_Information provided_.
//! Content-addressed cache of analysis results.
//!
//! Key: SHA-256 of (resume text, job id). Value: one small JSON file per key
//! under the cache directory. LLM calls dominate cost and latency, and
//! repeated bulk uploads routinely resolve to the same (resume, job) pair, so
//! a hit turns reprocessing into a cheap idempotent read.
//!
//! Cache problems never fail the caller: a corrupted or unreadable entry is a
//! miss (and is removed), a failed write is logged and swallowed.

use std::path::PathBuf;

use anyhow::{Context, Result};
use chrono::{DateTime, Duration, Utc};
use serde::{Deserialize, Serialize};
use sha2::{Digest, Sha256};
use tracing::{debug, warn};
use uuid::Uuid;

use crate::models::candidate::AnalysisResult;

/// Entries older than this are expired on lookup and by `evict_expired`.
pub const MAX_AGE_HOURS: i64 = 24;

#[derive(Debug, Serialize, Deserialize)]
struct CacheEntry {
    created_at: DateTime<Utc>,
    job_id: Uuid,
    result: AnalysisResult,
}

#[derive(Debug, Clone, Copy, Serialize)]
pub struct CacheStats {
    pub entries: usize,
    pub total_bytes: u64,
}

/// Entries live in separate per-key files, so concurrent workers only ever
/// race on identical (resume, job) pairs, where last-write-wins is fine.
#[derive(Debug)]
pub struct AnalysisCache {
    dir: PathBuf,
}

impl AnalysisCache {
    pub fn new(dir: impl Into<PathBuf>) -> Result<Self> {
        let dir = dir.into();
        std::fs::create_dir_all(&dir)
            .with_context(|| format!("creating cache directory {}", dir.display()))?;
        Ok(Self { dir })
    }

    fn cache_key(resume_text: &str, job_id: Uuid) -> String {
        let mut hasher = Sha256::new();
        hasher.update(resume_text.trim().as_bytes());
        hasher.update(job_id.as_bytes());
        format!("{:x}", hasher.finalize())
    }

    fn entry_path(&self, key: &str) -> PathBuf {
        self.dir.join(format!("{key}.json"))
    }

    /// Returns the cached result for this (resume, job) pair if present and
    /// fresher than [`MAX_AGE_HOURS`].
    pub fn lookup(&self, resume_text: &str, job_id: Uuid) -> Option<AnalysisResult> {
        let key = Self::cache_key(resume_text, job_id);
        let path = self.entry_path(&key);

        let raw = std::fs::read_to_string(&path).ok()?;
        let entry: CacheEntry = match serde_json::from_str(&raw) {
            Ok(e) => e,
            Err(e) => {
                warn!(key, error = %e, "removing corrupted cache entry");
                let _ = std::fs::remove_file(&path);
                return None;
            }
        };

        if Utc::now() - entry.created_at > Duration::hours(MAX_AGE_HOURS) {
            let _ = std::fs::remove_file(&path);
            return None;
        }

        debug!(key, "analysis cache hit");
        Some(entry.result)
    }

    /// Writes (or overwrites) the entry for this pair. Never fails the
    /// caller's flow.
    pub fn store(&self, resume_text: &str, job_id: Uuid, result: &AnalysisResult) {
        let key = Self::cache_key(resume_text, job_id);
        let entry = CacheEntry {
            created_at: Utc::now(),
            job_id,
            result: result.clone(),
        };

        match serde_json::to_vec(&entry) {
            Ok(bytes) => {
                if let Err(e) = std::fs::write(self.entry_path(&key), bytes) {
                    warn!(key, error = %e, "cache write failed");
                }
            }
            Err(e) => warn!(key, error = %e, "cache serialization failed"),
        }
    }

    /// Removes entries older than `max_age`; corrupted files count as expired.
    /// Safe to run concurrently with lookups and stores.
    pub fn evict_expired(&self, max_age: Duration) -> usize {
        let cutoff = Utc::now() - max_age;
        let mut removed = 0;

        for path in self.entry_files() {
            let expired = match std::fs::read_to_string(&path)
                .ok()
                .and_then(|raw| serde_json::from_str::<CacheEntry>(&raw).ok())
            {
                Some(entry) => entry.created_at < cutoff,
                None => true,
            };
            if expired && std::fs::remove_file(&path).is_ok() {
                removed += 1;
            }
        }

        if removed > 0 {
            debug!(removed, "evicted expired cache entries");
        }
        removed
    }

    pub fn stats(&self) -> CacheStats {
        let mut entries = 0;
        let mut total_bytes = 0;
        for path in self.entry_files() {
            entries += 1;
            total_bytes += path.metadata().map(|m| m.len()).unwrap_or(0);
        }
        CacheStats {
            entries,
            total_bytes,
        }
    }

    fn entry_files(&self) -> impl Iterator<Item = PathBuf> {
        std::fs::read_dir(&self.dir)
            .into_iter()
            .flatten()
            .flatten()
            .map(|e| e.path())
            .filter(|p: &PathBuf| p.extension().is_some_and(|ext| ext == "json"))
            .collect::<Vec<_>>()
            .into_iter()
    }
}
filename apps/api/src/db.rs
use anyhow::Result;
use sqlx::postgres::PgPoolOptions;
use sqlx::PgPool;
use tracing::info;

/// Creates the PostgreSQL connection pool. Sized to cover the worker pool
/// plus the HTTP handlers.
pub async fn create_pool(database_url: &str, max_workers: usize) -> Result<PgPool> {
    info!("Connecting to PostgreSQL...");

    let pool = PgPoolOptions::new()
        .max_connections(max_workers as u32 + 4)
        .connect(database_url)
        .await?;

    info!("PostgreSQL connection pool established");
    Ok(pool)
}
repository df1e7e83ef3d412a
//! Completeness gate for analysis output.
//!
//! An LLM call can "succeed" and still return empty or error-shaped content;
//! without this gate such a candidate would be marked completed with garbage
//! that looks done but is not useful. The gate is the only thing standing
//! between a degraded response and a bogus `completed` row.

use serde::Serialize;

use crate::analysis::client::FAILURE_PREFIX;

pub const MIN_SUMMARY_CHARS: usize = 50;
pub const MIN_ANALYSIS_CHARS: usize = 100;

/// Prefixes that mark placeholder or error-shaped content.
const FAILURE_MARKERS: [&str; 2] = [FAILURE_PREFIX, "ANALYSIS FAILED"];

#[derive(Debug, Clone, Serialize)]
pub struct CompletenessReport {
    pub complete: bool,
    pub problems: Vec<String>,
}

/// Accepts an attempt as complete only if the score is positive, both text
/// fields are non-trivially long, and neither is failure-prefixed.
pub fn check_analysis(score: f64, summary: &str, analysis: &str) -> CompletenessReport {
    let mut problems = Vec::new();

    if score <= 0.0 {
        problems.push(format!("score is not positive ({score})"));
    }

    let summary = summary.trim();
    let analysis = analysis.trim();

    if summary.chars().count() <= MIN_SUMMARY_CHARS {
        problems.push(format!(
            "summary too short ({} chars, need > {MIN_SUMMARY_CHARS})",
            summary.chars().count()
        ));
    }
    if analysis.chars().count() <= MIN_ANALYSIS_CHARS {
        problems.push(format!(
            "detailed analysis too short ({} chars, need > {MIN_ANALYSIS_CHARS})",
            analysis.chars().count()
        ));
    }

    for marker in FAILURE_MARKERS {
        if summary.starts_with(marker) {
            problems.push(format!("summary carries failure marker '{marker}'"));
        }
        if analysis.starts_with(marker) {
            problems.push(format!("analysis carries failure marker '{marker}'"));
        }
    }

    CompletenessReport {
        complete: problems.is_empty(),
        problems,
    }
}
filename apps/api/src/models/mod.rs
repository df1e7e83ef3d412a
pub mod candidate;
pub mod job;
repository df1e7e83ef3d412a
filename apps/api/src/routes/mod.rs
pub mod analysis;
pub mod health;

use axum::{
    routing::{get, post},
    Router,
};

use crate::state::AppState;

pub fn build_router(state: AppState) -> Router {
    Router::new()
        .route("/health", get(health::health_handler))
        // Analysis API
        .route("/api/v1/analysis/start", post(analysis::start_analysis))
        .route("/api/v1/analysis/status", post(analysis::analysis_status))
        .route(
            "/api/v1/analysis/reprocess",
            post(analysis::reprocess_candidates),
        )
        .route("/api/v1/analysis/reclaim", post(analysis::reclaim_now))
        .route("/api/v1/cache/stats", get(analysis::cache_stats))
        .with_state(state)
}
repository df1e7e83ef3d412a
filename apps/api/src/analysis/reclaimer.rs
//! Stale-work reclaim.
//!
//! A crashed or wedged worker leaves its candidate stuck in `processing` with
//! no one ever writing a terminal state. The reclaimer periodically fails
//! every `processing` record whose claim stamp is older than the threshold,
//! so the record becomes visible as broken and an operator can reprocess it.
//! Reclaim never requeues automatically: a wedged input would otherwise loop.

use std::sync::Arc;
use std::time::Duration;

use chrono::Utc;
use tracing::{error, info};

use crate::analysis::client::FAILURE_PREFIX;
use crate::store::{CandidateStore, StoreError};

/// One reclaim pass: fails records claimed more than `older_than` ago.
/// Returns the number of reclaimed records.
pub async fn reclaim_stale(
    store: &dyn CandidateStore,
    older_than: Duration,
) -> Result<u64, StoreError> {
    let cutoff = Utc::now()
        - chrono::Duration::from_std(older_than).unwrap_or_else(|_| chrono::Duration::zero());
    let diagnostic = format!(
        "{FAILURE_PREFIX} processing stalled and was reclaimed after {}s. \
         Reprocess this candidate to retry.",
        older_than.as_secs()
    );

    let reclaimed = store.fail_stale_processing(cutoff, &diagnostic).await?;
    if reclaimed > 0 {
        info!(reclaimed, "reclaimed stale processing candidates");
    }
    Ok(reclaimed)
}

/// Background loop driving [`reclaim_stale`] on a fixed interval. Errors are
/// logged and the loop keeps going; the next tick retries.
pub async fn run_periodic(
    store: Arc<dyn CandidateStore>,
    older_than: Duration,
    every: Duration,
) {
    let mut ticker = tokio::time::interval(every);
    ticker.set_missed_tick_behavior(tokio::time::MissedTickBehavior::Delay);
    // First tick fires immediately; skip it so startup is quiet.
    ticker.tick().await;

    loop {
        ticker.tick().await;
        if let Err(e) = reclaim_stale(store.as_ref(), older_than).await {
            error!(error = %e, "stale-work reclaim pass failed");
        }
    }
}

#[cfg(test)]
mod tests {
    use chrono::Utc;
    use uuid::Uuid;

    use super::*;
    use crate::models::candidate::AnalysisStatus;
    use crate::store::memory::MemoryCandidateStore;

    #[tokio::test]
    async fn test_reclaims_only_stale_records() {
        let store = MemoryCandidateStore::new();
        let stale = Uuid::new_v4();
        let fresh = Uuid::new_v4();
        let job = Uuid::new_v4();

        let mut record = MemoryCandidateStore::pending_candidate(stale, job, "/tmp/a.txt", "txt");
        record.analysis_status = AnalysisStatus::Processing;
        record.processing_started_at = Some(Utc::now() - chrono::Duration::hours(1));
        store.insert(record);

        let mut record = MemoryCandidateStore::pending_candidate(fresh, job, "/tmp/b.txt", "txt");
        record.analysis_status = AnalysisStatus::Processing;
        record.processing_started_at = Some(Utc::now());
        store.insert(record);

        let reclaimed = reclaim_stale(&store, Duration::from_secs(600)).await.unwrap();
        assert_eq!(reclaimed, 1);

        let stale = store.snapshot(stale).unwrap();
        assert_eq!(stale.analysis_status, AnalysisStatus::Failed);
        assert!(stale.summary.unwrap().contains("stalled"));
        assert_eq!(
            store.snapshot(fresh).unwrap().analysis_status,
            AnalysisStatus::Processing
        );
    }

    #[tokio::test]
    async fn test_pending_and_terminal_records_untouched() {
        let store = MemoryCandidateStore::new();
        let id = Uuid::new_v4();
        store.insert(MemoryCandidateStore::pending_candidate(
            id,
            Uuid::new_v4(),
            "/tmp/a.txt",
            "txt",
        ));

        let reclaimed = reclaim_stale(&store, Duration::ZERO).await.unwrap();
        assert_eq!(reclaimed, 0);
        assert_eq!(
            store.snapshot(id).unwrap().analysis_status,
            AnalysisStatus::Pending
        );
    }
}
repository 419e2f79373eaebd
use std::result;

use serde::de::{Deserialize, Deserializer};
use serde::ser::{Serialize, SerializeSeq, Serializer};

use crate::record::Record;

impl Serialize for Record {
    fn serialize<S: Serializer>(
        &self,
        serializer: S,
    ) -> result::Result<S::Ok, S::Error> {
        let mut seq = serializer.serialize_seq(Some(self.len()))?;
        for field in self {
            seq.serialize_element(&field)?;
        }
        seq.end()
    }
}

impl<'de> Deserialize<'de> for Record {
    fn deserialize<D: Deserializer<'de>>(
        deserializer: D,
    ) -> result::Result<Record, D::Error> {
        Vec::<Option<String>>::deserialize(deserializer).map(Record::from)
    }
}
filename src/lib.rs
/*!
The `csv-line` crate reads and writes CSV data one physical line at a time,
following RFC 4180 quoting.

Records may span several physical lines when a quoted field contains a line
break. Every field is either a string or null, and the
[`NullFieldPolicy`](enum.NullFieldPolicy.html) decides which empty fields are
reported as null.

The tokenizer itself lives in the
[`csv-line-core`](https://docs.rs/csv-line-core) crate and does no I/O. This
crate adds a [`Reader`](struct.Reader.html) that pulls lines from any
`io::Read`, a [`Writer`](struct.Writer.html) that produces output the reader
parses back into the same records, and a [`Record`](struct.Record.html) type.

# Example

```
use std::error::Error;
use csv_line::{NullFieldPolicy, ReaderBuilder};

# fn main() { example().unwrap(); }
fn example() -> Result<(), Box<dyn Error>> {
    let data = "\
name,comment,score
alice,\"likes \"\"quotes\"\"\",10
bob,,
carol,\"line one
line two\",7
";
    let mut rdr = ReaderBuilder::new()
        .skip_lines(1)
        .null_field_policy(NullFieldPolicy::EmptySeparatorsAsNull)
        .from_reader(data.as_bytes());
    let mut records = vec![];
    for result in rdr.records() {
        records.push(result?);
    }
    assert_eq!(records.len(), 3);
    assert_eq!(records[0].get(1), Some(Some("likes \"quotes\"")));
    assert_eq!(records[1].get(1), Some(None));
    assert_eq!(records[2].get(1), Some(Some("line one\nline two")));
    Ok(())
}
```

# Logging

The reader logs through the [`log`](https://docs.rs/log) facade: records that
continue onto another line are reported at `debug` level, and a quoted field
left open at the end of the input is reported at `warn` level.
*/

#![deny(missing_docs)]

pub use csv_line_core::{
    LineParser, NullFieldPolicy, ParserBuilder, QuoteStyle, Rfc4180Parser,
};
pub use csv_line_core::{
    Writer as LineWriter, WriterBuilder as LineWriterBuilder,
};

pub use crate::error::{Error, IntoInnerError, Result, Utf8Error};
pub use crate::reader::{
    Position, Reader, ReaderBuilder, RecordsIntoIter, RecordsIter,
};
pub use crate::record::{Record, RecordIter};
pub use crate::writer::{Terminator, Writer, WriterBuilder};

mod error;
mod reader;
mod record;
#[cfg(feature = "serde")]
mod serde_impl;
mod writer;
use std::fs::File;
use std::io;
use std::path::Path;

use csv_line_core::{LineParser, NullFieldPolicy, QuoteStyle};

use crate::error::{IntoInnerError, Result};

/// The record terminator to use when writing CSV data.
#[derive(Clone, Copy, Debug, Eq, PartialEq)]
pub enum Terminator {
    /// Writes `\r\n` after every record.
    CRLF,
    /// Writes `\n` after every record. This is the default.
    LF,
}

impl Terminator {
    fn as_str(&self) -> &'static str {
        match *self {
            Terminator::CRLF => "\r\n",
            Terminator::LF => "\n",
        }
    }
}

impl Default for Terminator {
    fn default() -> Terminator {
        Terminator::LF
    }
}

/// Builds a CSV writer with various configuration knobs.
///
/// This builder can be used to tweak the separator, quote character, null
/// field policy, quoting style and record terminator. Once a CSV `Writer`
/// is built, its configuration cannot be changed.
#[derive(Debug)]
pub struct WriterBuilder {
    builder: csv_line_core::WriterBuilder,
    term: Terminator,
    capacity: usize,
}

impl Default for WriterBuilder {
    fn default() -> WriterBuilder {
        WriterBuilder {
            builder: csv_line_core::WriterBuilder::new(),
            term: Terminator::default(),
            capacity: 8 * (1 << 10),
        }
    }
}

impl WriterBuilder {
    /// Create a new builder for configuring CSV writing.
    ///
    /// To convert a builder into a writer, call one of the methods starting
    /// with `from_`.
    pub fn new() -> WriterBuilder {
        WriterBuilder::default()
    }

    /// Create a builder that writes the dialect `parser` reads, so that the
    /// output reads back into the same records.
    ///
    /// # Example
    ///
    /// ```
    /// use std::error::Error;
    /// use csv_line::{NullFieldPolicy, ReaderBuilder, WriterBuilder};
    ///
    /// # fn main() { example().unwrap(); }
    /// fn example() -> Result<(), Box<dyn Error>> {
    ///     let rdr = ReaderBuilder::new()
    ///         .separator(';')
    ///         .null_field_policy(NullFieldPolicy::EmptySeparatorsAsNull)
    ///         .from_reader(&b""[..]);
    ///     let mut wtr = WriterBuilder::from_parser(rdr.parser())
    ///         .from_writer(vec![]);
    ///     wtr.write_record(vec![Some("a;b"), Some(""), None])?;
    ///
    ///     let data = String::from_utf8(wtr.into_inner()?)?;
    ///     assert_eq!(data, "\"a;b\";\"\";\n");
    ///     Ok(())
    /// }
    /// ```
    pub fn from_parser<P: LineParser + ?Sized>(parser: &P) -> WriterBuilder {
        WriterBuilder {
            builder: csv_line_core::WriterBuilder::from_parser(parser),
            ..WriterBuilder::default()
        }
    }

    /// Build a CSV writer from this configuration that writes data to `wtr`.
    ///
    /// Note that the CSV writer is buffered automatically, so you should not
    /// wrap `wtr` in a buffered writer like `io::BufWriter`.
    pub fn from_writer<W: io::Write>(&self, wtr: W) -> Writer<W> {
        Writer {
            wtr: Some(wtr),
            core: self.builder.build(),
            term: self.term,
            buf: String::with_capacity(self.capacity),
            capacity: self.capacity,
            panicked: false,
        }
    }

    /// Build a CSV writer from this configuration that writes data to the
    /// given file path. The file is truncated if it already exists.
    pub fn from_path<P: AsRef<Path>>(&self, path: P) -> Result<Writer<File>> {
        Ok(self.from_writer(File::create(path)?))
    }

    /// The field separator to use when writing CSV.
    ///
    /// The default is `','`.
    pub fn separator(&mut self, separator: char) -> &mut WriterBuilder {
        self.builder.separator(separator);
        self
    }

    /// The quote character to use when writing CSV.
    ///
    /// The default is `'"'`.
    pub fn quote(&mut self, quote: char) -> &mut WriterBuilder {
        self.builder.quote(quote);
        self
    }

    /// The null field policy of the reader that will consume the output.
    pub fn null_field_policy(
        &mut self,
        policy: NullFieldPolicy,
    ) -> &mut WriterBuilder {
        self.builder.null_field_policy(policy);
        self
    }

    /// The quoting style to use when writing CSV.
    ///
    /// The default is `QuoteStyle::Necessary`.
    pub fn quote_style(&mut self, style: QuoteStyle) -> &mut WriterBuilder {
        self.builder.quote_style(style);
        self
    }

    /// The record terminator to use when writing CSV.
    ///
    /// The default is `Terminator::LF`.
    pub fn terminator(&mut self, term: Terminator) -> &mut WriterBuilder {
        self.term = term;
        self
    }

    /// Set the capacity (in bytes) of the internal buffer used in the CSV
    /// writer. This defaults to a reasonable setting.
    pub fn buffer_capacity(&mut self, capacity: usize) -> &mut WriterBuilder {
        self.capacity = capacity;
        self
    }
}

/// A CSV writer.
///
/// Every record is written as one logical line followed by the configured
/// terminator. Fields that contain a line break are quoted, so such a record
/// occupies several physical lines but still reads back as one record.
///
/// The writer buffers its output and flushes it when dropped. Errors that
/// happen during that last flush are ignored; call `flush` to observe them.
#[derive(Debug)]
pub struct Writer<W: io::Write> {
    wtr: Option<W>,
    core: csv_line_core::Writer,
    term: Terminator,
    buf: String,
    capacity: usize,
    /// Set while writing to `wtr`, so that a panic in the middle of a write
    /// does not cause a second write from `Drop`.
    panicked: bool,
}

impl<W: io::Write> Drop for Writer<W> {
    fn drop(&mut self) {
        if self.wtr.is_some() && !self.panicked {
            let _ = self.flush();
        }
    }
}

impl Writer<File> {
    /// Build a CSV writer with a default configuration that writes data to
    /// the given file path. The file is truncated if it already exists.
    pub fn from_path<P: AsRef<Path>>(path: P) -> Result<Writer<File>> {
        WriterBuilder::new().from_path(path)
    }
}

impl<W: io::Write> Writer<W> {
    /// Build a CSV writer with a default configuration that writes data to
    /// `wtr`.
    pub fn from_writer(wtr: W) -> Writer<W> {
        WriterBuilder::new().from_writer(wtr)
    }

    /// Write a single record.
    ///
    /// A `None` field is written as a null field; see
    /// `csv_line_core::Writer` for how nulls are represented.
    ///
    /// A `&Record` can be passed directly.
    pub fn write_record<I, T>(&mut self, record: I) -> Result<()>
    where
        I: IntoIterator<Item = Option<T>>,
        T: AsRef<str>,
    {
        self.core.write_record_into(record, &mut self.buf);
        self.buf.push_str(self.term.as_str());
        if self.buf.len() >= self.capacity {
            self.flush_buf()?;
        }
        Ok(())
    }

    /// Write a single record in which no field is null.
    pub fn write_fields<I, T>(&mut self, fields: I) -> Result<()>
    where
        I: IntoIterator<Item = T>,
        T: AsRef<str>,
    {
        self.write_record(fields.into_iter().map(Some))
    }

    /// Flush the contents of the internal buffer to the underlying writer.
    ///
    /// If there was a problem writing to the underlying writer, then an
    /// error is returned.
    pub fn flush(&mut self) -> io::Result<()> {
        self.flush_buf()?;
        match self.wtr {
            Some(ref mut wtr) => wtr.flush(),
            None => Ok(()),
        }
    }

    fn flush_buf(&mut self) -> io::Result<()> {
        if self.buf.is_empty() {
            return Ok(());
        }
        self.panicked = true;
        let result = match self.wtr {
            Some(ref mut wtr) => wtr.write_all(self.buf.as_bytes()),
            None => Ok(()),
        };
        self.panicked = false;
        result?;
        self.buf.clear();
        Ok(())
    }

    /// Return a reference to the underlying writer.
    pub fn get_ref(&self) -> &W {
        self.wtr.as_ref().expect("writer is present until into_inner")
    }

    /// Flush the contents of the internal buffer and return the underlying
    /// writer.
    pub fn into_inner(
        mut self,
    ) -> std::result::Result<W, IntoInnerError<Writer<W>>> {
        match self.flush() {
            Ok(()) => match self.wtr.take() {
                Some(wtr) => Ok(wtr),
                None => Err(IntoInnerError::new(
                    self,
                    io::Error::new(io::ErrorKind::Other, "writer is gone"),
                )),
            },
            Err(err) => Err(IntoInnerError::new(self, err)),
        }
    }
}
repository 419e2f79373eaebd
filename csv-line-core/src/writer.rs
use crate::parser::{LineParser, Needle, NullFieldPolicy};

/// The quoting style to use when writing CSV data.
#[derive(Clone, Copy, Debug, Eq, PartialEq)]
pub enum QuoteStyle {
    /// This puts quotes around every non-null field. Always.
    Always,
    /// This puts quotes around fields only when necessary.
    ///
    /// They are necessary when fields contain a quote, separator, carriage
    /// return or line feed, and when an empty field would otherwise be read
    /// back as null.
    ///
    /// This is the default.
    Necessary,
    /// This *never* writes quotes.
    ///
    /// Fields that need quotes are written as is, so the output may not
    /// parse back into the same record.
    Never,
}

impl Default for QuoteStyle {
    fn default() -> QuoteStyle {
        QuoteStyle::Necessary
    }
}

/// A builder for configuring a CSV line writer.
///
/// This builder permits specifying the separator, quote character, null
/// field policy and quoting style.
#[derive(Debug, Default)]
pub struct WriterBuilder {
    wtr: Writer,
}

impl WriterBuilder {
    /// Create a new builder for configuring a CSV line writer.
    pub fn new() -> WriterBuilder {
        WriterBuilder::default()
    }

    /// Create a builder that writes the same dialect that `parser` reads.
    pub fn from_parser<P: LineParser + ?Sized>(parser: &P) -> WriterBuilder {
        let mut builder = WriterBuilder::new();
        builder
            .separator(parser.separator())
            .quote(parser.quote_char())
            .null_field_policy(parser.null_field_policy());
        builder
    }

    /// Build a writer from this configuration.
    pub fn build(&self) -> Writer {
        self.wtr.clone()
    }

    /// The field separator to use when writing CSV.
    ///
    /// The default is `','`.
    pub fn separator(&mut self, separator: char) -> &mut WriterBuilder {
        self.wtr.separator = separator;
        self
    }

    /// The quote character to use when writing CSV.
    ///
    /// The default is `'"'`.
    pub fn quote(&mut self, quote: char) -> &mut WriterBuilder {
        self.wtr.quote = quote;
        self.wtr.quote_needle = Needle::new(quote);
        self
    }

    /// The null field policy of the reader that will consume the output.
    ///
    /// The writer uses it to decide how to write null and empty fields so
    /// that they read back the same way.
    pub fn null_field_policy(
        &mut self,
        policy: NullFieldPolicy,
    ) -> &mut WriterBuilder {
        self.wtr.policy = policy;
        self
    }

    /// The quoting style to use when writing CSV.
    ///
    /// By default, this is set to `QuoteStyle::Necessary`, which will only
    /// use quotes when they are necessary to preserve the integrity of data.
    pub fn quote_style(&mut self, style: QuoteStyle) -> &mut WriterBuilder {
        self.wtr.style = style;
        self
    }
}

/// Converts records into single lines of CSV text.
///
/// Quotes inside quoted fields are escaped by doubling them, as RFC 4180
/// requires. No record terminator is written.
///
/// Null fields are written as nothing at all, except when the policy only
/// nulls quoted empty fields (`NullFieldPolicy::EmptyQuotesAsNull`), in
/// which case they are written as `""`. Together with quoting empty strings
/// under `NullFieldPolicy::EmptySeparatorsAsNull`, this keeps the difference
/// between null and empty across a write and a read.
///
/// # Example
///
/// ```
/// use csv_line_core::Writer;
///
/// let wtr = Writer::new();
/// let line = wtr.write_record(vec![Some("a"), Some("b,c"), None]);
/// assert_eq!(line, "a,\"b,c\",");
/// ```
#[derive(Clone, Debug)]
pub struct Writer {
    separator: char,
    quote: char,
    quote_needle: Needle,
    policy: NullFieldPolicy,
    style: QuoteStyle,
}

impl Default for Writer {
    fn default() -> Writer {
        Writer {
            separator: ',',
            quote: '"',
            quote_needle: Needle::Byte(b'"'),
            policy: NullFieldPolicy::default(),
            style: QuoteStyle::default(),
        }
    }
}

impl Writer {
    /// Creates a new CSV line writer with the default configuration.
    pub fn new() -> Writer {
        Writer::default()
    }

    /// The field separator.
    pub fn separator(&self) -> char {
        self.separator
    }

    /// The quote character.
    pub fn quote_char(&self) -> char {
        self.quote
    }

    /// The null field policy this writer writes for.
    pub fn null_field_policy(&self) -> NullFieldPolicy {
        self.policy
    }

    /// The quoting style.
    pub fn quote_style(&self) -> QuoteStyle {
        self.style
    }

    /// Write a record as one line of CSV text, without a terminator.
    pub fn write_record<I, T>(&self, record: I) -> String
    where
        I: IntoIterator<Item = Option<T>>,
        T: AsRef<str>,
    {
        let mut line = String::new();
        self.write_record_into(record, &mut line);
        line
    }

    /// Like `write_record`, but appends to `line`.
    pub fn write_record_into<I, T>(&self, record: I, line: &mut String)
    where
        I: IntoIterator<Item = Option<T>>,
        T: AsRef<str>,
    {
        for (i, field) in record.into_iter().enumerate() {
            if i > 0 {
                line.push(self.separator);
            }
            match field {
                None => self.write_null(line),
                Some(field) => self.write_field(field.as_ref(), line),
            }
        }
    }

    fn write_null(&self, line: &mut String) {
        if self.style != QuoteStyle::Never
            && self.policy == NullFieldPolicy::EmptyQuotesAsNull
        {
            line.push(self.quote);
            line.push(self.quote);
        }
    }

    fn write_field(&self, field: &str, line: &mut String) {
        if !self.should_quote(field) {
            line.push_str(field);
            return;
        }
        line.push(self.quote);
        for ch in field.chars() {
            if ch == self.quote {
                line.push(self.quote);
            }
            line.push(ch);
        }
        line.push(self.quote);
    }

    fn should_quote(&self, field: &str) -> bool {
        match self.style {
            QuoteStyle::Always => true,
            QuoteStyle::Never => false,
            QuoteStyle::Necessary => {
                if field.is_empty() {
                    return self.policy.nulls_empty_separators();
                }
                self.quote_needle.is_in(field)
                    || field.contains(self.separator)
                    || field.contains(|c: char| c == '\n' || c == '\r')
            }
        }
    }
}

_Try it_.
Within the listing, count the lines that contain the word "positive", and give the count by itself.

_Problem solution_.
2